> [Exercise]
Word for word, restate each entry in the listing below.

=====

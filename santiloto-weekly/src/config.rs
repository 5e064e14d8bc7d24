use serde::{Deserialize, Serialize};

#[derive(Debug, Clone, PartialEq, Serialize, Deserialize)]
#[serde(default)]
pub struct WeeklyConfig {
    /// Fracciones de tolerancia probadas en orden; la última es la más ancha.
    pub tolerance_ladder: Vec<f64>,
    pub window_start_hour: u32,
    pub window_end_hour: u32,
    pub method_version: String,
}

impl Default for WeeklyConfig {
    fn default() -> Self {
        Self {
            tolerance_ladder: vec![0.10, 0.15],
            window_start_hour: 18,
            window_end_hour: 23,
            method_version: "v1".to_string(),
        }
    }
}

impl WeeklyConfig {
    pub fn widest_fraction(&self) -> Option<f64> {
        self.tolerance_ladder.last().copied()
    }
}
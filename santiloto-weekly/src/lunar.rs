use chrono::{Datelike, NaiveDate};

/// Longitud de la escala de fase: 0 = luna nueva, 14 = luna llena.
pub const PHASE_CYCLE: f64 = 28.0;
pub const BIN_COUNT: u8 = 8;
const BIN_WIDTH: f64 = PHASE_CYCLE / BIN_COUNT as f64;

/// Fuente del valor de fase lunar de una fecha, en [0, 28).
pub trait PhaseSource {
    fn phase_value(&self, date: NaiveDate) -> f64;
}

#[derive(Debug, Clone, Copy, Default)]
pub struct AstronomicalPhase;

impl PhaseSource for AstronomicalPhase {
    fn phase_value(&self, date: NaiveDate) -> f64 {
        phase_value(date)
    }
}

#[derive(Debug, Clone, Copy, PartialEq, Eq)]
pub enum PhaseQuarter {
    New,
    FirstQuarter,
    Full,
    LastQuarter,
}

impl PhaseQuarter {
    pub fn from_value(value: f64) -> Self {
        if value < 7.0 {
            PhaseQuarter::New
        } else if value < 14.0 {
            PhaseQuarter::FirstQuarter
        } else if value < 21.0 {
            PhaseQuarter::Full
        } else {
            PhaseQuarter::LastQuarter
        }
    }
}

impl std::fmt::Display for PhaseQuarter {
    fn fmt(&self, f: &mut std::fmt::Formatter<'_>) -> std::fmt::Result {
        match self {
            PhaseQuarter::New => write!(f, "Luna Nueva"),
            PhaseQuarter::FirstQuarter => write!(f, "Cuarto Creciente"),
            PhaseQuarter::Full => write!(f, "Luna Llena"),
            PhaseQuarter::LastQuarter => write!(f, "Cuarto Menguante"),
        }
    }
}

/// Día juliano a las 00:00 de `date` (Meeus, calendario gregoriano).
fn julian_day(date: NaiveDate) -> f64 {
    let (mut year, mut month) = (date.year() as f64, date.month() as f64);
    if month <= 2.0 {
        year -= 1.0;
        month += 12.0;
    }
    let a = (year / 100.0).trunc();
    let b = 2.0 - a + (a / 4.0).trunc();
    (365.25 * (year + 4716.0)).trunc() + (30.6001 * (month + 1.0)).trunc()
        + date.day() as f64 + b - 1524.5
}

/// Valor de fase lunar al comienzo de `date`, redondeado a 3 decimales.
///
/// Serie truncada de la elongación lunar, redondeada a grados enteros y
/// llevada a la escala de 28 días.
pub fn phase_value(date: NaiveDate) -> f64 {
    let jd = julian_day(date);
    let delta_t = (jd - 2_382_148.0).powi(2) / (41_048_480.0 * 86_400.0);
    let t = (jd + delta_t - 2_451_545.0) / 36_525.0;
    let t2 = t * t;
    let t3 = t2 * t;

    let d = (297.85 + 445_267.1115 * t - 0.0016300 * t2 + t3 / 545_868.0)
        .rem_euclid(360.0)
        .to_radians();
    let m = (357.53 + 35_999.0503 * t).rem_euclid(360.0).to_radians();
    let m1 = (134.96 + 477_198.8676 * t + 0.0089970 * t2 + t3 / 69_699.0)
        .rem_euclid(360.0)
        .to_radians();

    let elongation = d.to_degrees()
        + 6.29 * m1.sin()
        - 2.10 * m.sin()
        + 1.27 * (2.0 * d - m1).sin()
        + 0.66 * (2.0 * d).sin();
    let elongation = elongation.rem_euclid(360.0).round_ties_even();

    let mut value = (elongation + 6.43) / 360.0 * PHASE_CYCLE;
    if value >= PHASE_CYCLE {
        value -= PHASE_CYCLE;
    }
    (value * 1000.0).round() / 1000.0
}

/// Bin uniforme de ancho 3.5 sobre [0, 28): 0..=7.
pub fn phase_bin(value: f64) -> u8 {
    if value >= PHASE_CYCLE {
        return BIN_COUNT - 1;
    }
    if value < 0.0 || value.is_nan() {
        return 0;
    }
    ((value / BIN_WIDTH) as u8).min(BIN_COUNT - 1)
}
// src/logging.rs

use crate::config::{config_dir, Config};
use crate::errors::{ChatError, ChatResult};
use crate::models::ApiCallLog;
use flexi_logger::{detailed_format, FileSpec, Logger, LoggerHandle};
use std::fs::OpenOptions;
use std::io::Write;
use std::path::Path;

/// Starts file logging. The terminal UI owns the screen, so nothing is
/// written to stdout or stderr. Keep the handle alive for the program's lifetime.
pub fn init_logger(config: &Config) -> ChatResult<LoggerHandle> {
    let directory = match &config.log_dir {
        Some(dir) => dir.clone(),
        None => config_dir()?.join("logs"),
    };

    Logger::try_with_str(&config.log_level)
        .map_err(|e| ChatError::config_error(format!("Invalid log level: {}", e)))?
        .log_to_file(FileSpec::default().directory(directory).basename("integrai"))
        .format(detailed_format)
        .start()
        .map_err(|e| ChatError::config_error(format!("Failed to start logger: {}", e)))
}

pub fn format_api_call(log: &ApiCallLog) -> String {
    format!(
        "[{}] {} - {} - Status: {} - Time: {}ms\n",
        log.timestamp.to_rfc3339(),
        log.endpoint,
        log.request_summary,
        log.response_status,
        log.response_time_ms
    )
}

/// Appends an API call record to `path`.
pub fn log_api_call(log: &ApiCallLog, path: &Path) -> ChatResult<()> {
    let mut file = OpenOptions::new().append(true).create(true).open(path)?;
    file.write_all(format_api_call(log).as_bytes())?;
    Ok(())
}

=====

> [Solution for this problem]
filename santiloto-weekly/src/config.rs
repository 5e064e14d8bc7d24
use serde::{Deserialize, Serialize};

#[derive(Debug, Clone, PartialEq, Serialize, Deserialize)]
#[serde(default)]
pub struct WeeklyConfig {
    /// Fracciones de tolerancia probadas en orden; la última es la más ancha.
    pub tolerance_ladder: Vec<f64>,
    pub window_start_hour: u32,
    pub window_end_hour: u32,
    pub method_version: String,
}

impl Default for WeeklyConfig {
    fn default() -> Self {
        Self {
            tolerance_ladder: vec![0.10, 0.15],
            window_start_hour: 18,
            window_end_hour: 23,
            method_version: "v1".to_string(),
        }
    }
}

impl WeeklyConfig {
    pub fn widest_fraction(&self) -> Option<f64> {
        self.tolerance_ladder.last().copied()
    }
}
filename santiloto-weekly/src/lunar.rs
use chrono::{Datelike, NaiveDate};

/// Longitud de la escala de fase: 0 = luna nueva, 14 = luna llena.
pub const PHASE_CYCLE: f64 = 28.0;
pub const BIN_COUNT: u8 = 8;
const BIN_WIDTH: f64 = PHASE_CYCLE / BIN_COUNT as f64;

/// Fuente del valor de fase lunar de una fecha, en [0, 28).
pub trait PhaseSource {
    fn phase_value(&self, date: NaiveDate) -> f64;
}

#[derive(Debug, Clone, Copy, Default)]
pub struct AstronomicalPhase;

impl PhaseSource for AstronomicalPhase {
    fn phase_value(&self, date: NaiveDate) -> f64 {
        phase_value(date)
    }
}

#[derive(Debug, Clone, Copy, PartialEq, Eq)]
pub enum PhaseQuarter {
    New,
    FirstQuarter,
    Full,
    LastQuarter,
}

impl PhaseQuarter {
    pub fn from_value(value: f64) -> Self {
        if value < 7.0 {
            PhaseQuarter::New
        } else if value < 14.0 {
            PhaseQuarter::FirstQuarter
        } else if value < 21.0 {
            PhaseQuarter::Full
        } else {
            PhaseQuarter::LastQuarter
        }
    }
}

impl std::fmt::Display for PhaseQuarter {
    fn fmt(&self, f: &mut std::fmt::Formatter<'_>) -> std::fmt::Result {
        match self {
            PhaseQuarter::New => write!(f, "Luna Nueva"),
            PhaseQuarter::FirstQuarter => write!(f, "Cuarto Creciente"),
            PhaseQuarter::Full => write!(f, "Luna Llena"),
            PhaseQuarter::LastQuarter => write!(f, "Cuarto Menguante"),
        }
    }
}

/// Día juliano a las 00:00 de `date` (Meeus, calendario gregoriano).
fn julian_day(date: NaiveDate) -> f64 {
    let (mut year, mut month) = (date.year() as f64, date.month() as f64);
    if month <= 2.0 {
        year -= 1.0;
        month += 12.0;
    }
    let a = (year / 100.0).trunc();
    let b = 2.0 - a + (a / 4.0).trunc();
    (365.25 * (year + 4716.0)).trunc() + (30.6001 * (month + 1.0)).trunc()
        + date.day() as f64 + b - 1524.5
}

/// Valor de fase lunar al comienzo de `date`, redondeado a 3 decimales.
///
/// Serie truncada de la elongación lunar, redondeada a grados enteros y
/// llevada a la escala de 28 días.
pub fn phase_value(date: NaiveDate) -> f64 {
    let jd = julian_day(date);
    let delta_t = (jd - 2_382_148.0).powi(2) / (41_048_480.0 * 86_400.0);
    let t = (jd + delta_t - 2_451_545.0) / 36_525.0;
    let t2 = t * t;
    let t3 = t2 * t;

    let d = (297.85 + 445_267.1115 * t - 0.0016300 * t2 + t3 / 545_868.0)
        .rem_euclid(360.0)
        .to_radians();
    let m = (357.53 + 35_999.0503 * t).rem_euclid(360.0).to_radians();
    let m1 = (134.96 + 477_198.8676 * t + 0.0089970 * t2 + t3 / 69_699.0)
        .rem_euclid(360.0)
        .to_radians();

    let elongation = d.to_degrees()
        + 6.29 * m1.sin()
        - 2.10 * m.sin()
        + 1.27 * (2.0 * d - m1).sin()
        + 0.66 * (2.0 * d).sin();
    let elongation = elongation.rem_euclid(360.0).round_ties_even();

    let mut value = (elongation + 6.43) / 360.0 * PHASE_CYCLE;
    if value >= PHASE_CYCLE {
        value -= PHASE_CYCLE;
    }
    (value * 1000.0).round() / 1000.0
}

/// Bin uniforme de ancho 3.5 sobre [0, 28): 0..=7.
pub fn phase_bin(value: f64) -> u8 {
    if value >= PHASE_CYCLE {
        return BIN_COUNT - 1;
    }
    if value < 0.0 || value.is_nan() {
        return 0;
    }
    ((value / BIN_WIDTH) as u8).min(BIN_COUNT - 1)
}
// src/logging.rs

use crate::config::{config_dir, Config};
use crate::errors::{ChatError, ChatResult};
use crate::models::ApiCallLog;
use flexi_logger::{detailed_format, FileSpec, Logger, LoggerHandle};
use std::fs::OpenOptions;
use std::io::Write;
use std::path::Path;

/// Starts file logging. The terminal UI owns the screen, so nothing is
/// written to stdout or stderr. Keep the handle alive for the program's lifetime.
pub fn init_logger(config: &Config) -> ChatResult<LoggerHandle> {
    let directory = match &config.log_dir {
        Some(dir) => dir.clone(),
        None => config_dir()?.join("logs"),
    };

    Logger::try_with_str(&config.log_level)
        .map_err(|e| ChatError::config_error(format!("Invalid log level: {}", e)))?
        .log_to_file(FileSpec::default().directory(directory).basename("integrai"))
        .format(detailed_format)
        .start()
        .map_err(|e| ChatError::config_error(format!("Failed to start logger: {}", e)))
}

pub fn format_api_call(log: &ApiCallLog) -> String {
    format!(
        "[{}] {} - {} - Status: {} - Time: {}ms\n",
        log.timestamp.to_rfc3339(),
        log.endpoint,
        log.request_summary,
        log.response_status,
        log.response_time_ms
    )
}

/// Appends an API call record to `path`.
pub fn log_api_call(log: &ApiCallLog, path: &Path) -> ChatResult<()> {
    let mut file = OpenOptions::new().append(true).create(true).open(path)?;
    file.write_all(format_api_call(log).as_bytes())?;
    Ok(())
}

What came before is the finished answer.